Work to complete → The entries underneath need to be duplicated exactly, with none omitted.

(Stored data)
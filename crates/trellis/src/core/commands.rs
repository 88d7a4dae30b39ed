//! Application command codes and the command-set gate.

use std::{
    fmt,
    ops::{BitAnd, BitOr, Sub},
};

use bitvec::prelude::*;

/// Number of command codes covered by a [`CommandSet`].
pub const UNIVERSE: usize = 256;

/// An application command code.
///
/// Codes below 256 can be enabled and disabled through a [`CommandSet`].
/// Codes at or above 256 lie outside the gated range and are always enabled.
#[derive(Debug, Clone, Copy, PartialEq, Eq, Hash, PartialOrd, Ord)]
pub struct Command(pub u16);

impl Command {
    /// The bit index of a gated command, or `None` for an ungated one.
    fn index(self) -> Option<usize> {
        let i = usize::from(self.0);
        (i < UNIVERSE).then_some(i)
    }
}

impl fmt::Display for Command {
    fn fmt(&self, f: &mut fmt::Formatter<'_>) -> fmt::Result {
        write!(f, "cmd:{}", self.0)
    }
}

/// Ask every view whether the loop may end. Never a valid `end_modal` code.
pub const VALID: Command = Command(0);
/// Leave the application.
pub const QUIT: Command = Command(1);
/// Reports a failure to start a modal view.
pub const ERROR: Command = Command(2);
/// Open the menu bar.
pub const MENU: Command = Command(3);
/// Close the current window.
pub const CLOSE: Command = Command(4);
/// Zoom the current window.
pub const ZOOM: Command = Command(5);
/// Resize the current window.
pub const RESIZE: Command = Command(6);
/// Select the next window.
pub const NEXT: Command = Command(7);
/// Select the previous window.
pub const PREV: Command = Command(8);
/// Show help.
pub const HELP: Command = Command(9);
/// Accept a dialog.
pub const OK: Command = Command(10);
/// Abandon a dialog. Always ends a modal loop, whatever `valid` says.
pub const CANCEL: Command = Command(11);
/// Answer yes.
pub const YES: Command = Command(12);
/// Answer no.
pub const NO: Command = Command(13);
/// Press the default button.
pub const DEFAULT: Command = Command(14);

/// Broadcast: the sender gained focus.
pub const RECEIVED_FOCUS: Command = Command(50);
/// Broadcast: the sender released focus. Also passed to `valid` when focus
/// is about to move away from a validating view.
pub const RELEASED_FOCUS: Command = Command(51);
/// Broadcast: the active command set changed.
pub const COMMAND_SET_CHANGED: Command = Command(52);
/// Broadcast: a scroll bar's value changed.
pub const SCROLLBAR_CHANGED: Command = Command(53);
/// Broadcast: a scroll bar was clicked.
pub const SCROLLBAR_CLICKED: Command = Command(54);
/// Broadcast: select the window with the number in the info field.
pub const SELECT_WINDOW_NUM: Command = Command(55);
/// Broadcast: a list item was chosen.
pub const LIST_ITEM_SELECTED: Command = Command(56);
/// Broadcast: the screen changed size. The info field carries the new size.
pub const SCREEN_RESIZED: Command = Command(57);

/// Commands disabled in a fresh kernel: the window affordances that make no
/// sense until a window exists.
pub const INITIALLY_DISABLED: [Command; 5] = [ZOOM, CLOSE, RESIZE, NEXT, PREV];

/// A set of enabled command codes over a fixed 0-255 universe. Equality
/// compares membership only.
#[derive(Clone)]
pub struct CommandSet {
    /// One bit per gated command.
    bits: BitVec,
    /// Set whenever `enable` or `disable` actually flips a bit.
    changed: bool,
}

impl PartialEq for CommandSet {
    fn eq(&self, other: &Self) -> bool {
        self.bits == other.bits
    }
}

impl Eq for CommandSet {}

impl Default for CommandSet {
    fn default() -> Self {
        Self::empty()
    }
}

impl fmt::Debug for CommandSet {
    fn fmt(&self, f: &mut fmt::Formatter<'_>) -> fmt::Result {
        f.debug_set().entries(self.bits.iter_ones()).finish()
    }
}

impl CommandSet {
    /// A set with nothing enabled.
    pub fn empty() -> Self {
        Self {
            bits: BitVec::repeat(false, UNIVERSE),
            changed: false,
        }
    }

    /// A set with every gated command enabled.
    pub fn full() -> Self {
        Self {
            bits: BitVec::repeat(true, UNIVERSE),
            changed: false,
        }
    }

    /// The set a new kernel starts with: everything except
    /// [`INITIALLY_DISABLED`].
    pub fn initial() -> Self {
        let mut s = Self::full();
        for c in INITIALLY_DISABLED {
            s.disable(c);
        }
        s.changed = false;
        s
    }

    /// Build a set enabling exactly the listed commands.
    pub fn of(commands: &[Command]) -> Self {
        let mut s = Self::empty();
        for c in commands {
            s.enable(*c);
        }
        s.changed = false;
        s
    }

    /// Is the command enabled? Ungated commands always are.
    pub fn enabled(&self, command: Command) -> bool {
        command.index().is_none_or(|i| self.bits[i])
    }

    /// Enable a command. Returns true if membership changed.
    pub fn enable(&mut self, command: Command) -> bool {
        self.put(command, true)
    }

    /// Disable a command. Returns true if membership changed.
    pub fn disable(&mut self, command: Command) -> bool {
        self.put(command, false)
    }

    /// Set a command's membership. Returns true if membership changed.
    pub fn put(&mut self, command: Command, enable: bool) -> bool {
        let Some(i) = command.index() else {
            return false;
        };
        if self.bits[i] == enable {
            return false;
        }
        self.bits.set(i, enable);
        self.changed = true;
        true
    }

    /// Enable every command of `other`.
    pub fn enable_all(&mut self, other: &Self) {
        for i in other.bits.iter_ones() {
            if !self.bits[i] {
                self.bits.set(i, true);
                self.changed = true;
            }
        }
    }

    /// Disable every command of `other`.
    pub fn disable_all(&mut self, other: &Self) {
        for i in other.bits.iter_ones() {
            if self.bits[i] {
                self.bits.set(i, false);
                self.changed = true;
            }
        }
    }

    /// Commands enabled in either set.
    pub fn union(&self, other: &Self) -> Self {
        let mut out = self.clone();
        out.changed = false;
        out.enable_all(other);
        out.changed = false;
        out
    }

    /// Commands enabled in both sets.
    pub fn intersection(&self, other: &Self) -> Self {
        let mut out = Self::empty();
        for i in self.bits.iter_ones().filter(|i| other.bits[*i]) {
            out.bits.set(i, true);
        }
        out
    }

    /// Commands enabled in `self` but not in `other`.
    pub fn difference(&self, other: &Self) -> Self {
        let mut out = self.clone();
        out.disable_all(other);
        out.changed = false;
        out
    }

    /// Are no gated commands enabled?
    pub fn is_empty(&self) -> bool {
        self.bits.not_any()
    }

    /// Does every command of `other` also belong to `self`?
    pub fn contains_all(&self, other: &Self) -> bool {
        other.bits.iter_ones().all(|i| self.bits[i])
    }

    /// The enabled gated commands in ascending order.
    pub fn iter(&self) -> impl Iterator<Item = Command> + '_ {
        self.bits
            .iter_ones()
            .filter_map(|i| u16::try_from(i).ok().map(Command))
    }

    /// Has membership changed since the flag was last cleared?
    pub fn changed(&self) -> bool {
        self.changed
    }

    /// Return and clear the changed flag.
    pub fn take_changed(&mut self) -> bool {
        std::mem::take(&mut self.changed)
    }

    /// Replace membership with `other`'s, flagging a change if it differs.
    pub fn assign(&mut self, other: &Self) {
        if self.bits != other.bits {
            self.bits.clone_from(&other.bits);
            self.changed = true;
        }
    }
}

impl BitOr for &CommandSet {
    type Output = CommandSet;

    fn bitor(self, rhs: Self) -> CommandSet {
        self.union(rhs)
    }
}

impl BitAnd for &CommandSet {
    type Output = CommandSet;

    fn bitand(self, rhs: Self) -> CommandSet {
        self.intersection(rhs)
    }
}

impl Sub for &CommandSet {
    type Output = CommandSet;

    fn sub(self, rhs: Self) -> CommandSet {
        self.difference(rhs)
    }
}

Finished task →
filename crates/trellis/src/core/commands.rs
repository 88d7a4dae30b39ed
//! Application command codes and the command-set gate.

use std::{
    fmt,
    ops::{BitAnd, BitOr, Sub},
};

use bitvec::prelude::*;

/// Number of command codes covered by a [`CommandSet`].
pub const UNIVERSE: usize = 256;

/// An application command code.
///
/// Codes below 256 can be enabled and disabled through a [`CommandSet`].
/// Codes at or above 256 lie outside the gated range and are always enabled.
#[derive(Debug, Clone, Copy, PartialEq, Eq, Hash, PartialOrd, Ord)]
pub struct Command(pub u16);

impl Command {
    /// The bit index of a gated command, or `None` for an ungated one.
    fn index(self) -> Option<usize> {
        let i = usize::from(self.0);
        (i < UNIVERSE).then_some(i)
    }
}

impl fmt::Display for Command {
    fn fmt(&self, f: &mut fmt::Formatter<'_>) -> fmt::Result {
        write!(f, "cmd:{}", self.0)
    }
}

/// Ask every view whether the loop may end. Never a valid `end_modal` code.
pub const VALID: Command = Command(0);
/// Leave the application.
pub const QUIT: Command = Command(1);
/// Reports a failure to start a modal view.
pub const ERROR: Command = Command(2);
/// Open the menu bar.
pub const MENU: Command = Command(3);
/// Close the current window.
pub const CLOSE: Command = Command(4);
/// Zoom the current window.
pub const ZOOM: Command = Command(5);
/// Resize the current window.
pub const RESIZE: Command = Command(6);
/// Select the next window.
pub const NEXT: Command = Command(7);
/// Select the previous window.
pub const PREV: Command = Command(8);
/// Show help.
pub const HELP: Command = Command(9);
/// Accept a dialog.
pub const OK: Command = Command(10);
/// Abandon a dialog. Always ends a modal loop, whatever `valid` says.
pub const CANCEL: Command = Command(11);
/// Answer yes.
pub const YES: Command = Command(12);
/// Answer no.
pub const NO: Command = Command(13);
/// Press the default button.
pub const DEFAULT: Command = Command(14);

/// Broadcast: the sender gained focus.
pub const RECEIVED_FOCUS: Command = Command(50);
/// Broadcast: the sender released focus. Also passed to `valid` when focus
/// is about to move away from a validating view.
pub const RELEASED_FOCUS: Command = Command(51);
/// Broadcast: the active command set changed.
pub const COMMAND_SET_CHANGED: Command = Command(52);
/// Broadcast: a scroll bar's value changed.
pub const SCROLLBAR_CHANGED: Command = Command(53);
/// Broadcast: a scroll bar was clicked.
pub const SCROLLBAR_CLICKED: Command = Command(54);
/// Broadcast: select the window with the number in the info field.
pub const SELECT_WINDOW_NUM: Command = Command(55);
/// Broadcast: a list item was chosen.
pub const LIST_ITEM_SELECTED: Command = Command(56);
/// Broadcast: the screen changed size. The info field carries the new size.
pub const SCREEN_RESIZED: Command = Command(57);

/// Commands disabled in a fresh kernel: the window affordances that make no
/// sense until a window exists.
pub const INITIALLY_DISABLED: [Command; 5] = [ZOOM, CLOSE, RESIZE, NEXT, PREV];

/// A set of enabled command codes over a fixed 0-255 universe. Equality
/// compares membership only.
#[derive(Clone)]
pub struct CommandSet {
    /// One bit per gated command.
    bits: BitVec,
    /// Set whenever `enable` or `disable` actually flips a bit.
    changed: bool,
}

impl PartialEq for CommandSet {
    fn eq(&self, other: &Self) -> bool {
        self.bits == other.bits
    }
}

impl Eq for CommandSet {}

impl Default for CommandSet {
    fn default() -> Self {
        Self::empty()
    }
}

impl fmt::Debug for CommandSet {
    fn fmt(&self, f: &mut fmt::Formatter<'_>) -> fmt::Result {
        f.debug_set().entries(self.bits.iter_ones()).finish()
    }
}

impl CommandSet {
    /// A set with nothing enabled.
    pub fn empty() -> Self {
        Self {
            bits: BitVec::repeat(false, UNIVERSE),
            changed: false,
        }
    }

    /// A set with every gated command enabled.
    pub fn full() -> Self {
        Self {
            bits: BitVec::repeat(true, UNIVERSE),
            changed: false,
        }
    }

    /// The set a new kernel starts with: everything except
    /// [`INITIALLY_DISABLED`].
    pub fn initial() -> Self {
        let mut s = Self::full();
        for c in INITIALLY_DISABLED {
            s.disable(c);
        }
        s.changed = false;
        s
    }

    /// Build a set enabling exactly the listed commands.
    pub fn of(commands: &[Command]) -> Self {
        let mut s = Self::empty();
        for c in commands {
            s.enable(*c);
        }
        s.changed = false;
        s
    }

    /// Is the command enabled? Ungated commands always are.
    pub fn enabled(&self, command: Command) -> bool {
        command.index().is_none_or(|i| self.bits[i])
    }

    /// Enable a command. Returns true if membership changed.
    pub fn enable(&mut self, command: Command) -> bool {
        self.put(command, true)
    }

    /// Disable a command. Returns true if membership changed.
    pub fn disable(&mut self, command: Command) -> bool {
        self.put(command, false)
    }

    /// Set a command's membership. Returns true if membership changed.
    pub fn put(&mut self, command: Command, enable: bool) -> bool {
        let Some(i) = command.index() else {
            return false;
        };
        if self.bits[i] == enable {
            return false;
        }
        self.bits.set(i, enable);
        self.changed = true;
        true
    }

    /// Enable every command of `other`.
    pub fn enable_all(&mut self, other: &Self) {
        for i in other.bits.iter_ones() {
            if !self.bits[i] {
                self.bits.set(i, true);
                self.changed = true;
            }
        }
    }

    /// Disable every command of `other`.
    pub fn disable_all(&mut self, other: &Self) {
        for i in other.bits.iter_ones() {
            if self.bits[i] {
                self.bits.set(i, false);
                self.changed = true;
            }
        }
    }

    /// Commands enabled in either set.
    pub fn union(&self, other: &Self) -> Self {
        let mut out = self.clone();
        out.changed = false;
        out.enable_all(other);
        out.changed = false;
        out
    }

    /// Commands enabled in both sets.
    pub fn intersection(&self, other: &Self) -> Self {
        let mut out = Self::empty();
        for i in self.bits.iter_ones().filter(|i| other.bits[*i]) {
            out.bits.set(i, true);
        }
        out
    }

    /// Commands enabled in `self` but not in `other`.
    pub fn difference(&self, other: &Self) -> Self {
        let mut out = self.clone();
        out.disable_all(other);
        out.changed = false;
        out
    }

    /// Are no gated commands enabled?
    pub fn is_empty(&self) -> bool {
        self.bits.not_any()
    }

    /// Does every command of `other` also belong to `self`?
    pub fn contains_all(&self, other: &Self) -> bool {
        other.bits.iter_ones().all(|i| self.bits[i])
    }

    /// The enabled gated commands in ascending order.
    pub fn iter(&self) -> impl Iterator<Item = Command> + '_ {
        self.bits
            .iter_ones()
            .filter_map(|i| u16::try_from(i).ok().map(Command))
    }

    /// Has membership changed since the flag was last cleared?
    pub fn changed(&self) -> bool {
        self.changed
    }

    /// Return and clear the changed flag.
    pub fn take_changed(&mut self) -> bool {
        std::mem::take(&mut self.changed)
    }

    /// Replace membership with `other`'s, flagging a change if it differs.
    pub fn assign(&mut self, other: &Self) {
        if self.bits != other.bits {
            self.bits.clone_from(&other.bits);
            self.changed = true;
        }
    }
}

impl BitOr for &CommandSet {
    type Output = CommandSet;

    fn bitor(self, rhs: Self) -> CommandSet {
        self.union(rhs)
    }
}

impl BitAnd for &CommandSet {
    type Output = CommandSet;

    fn bitand(self, rhs: Self) -> CommandSet {
        self.intersection(rhs)
    }
}

impl Sub for &CommandSet {
    type Output = CommandSet;

    fn sub(self, rhs: Self) -> CommandSet {
        self.difference(rhs)
    }
}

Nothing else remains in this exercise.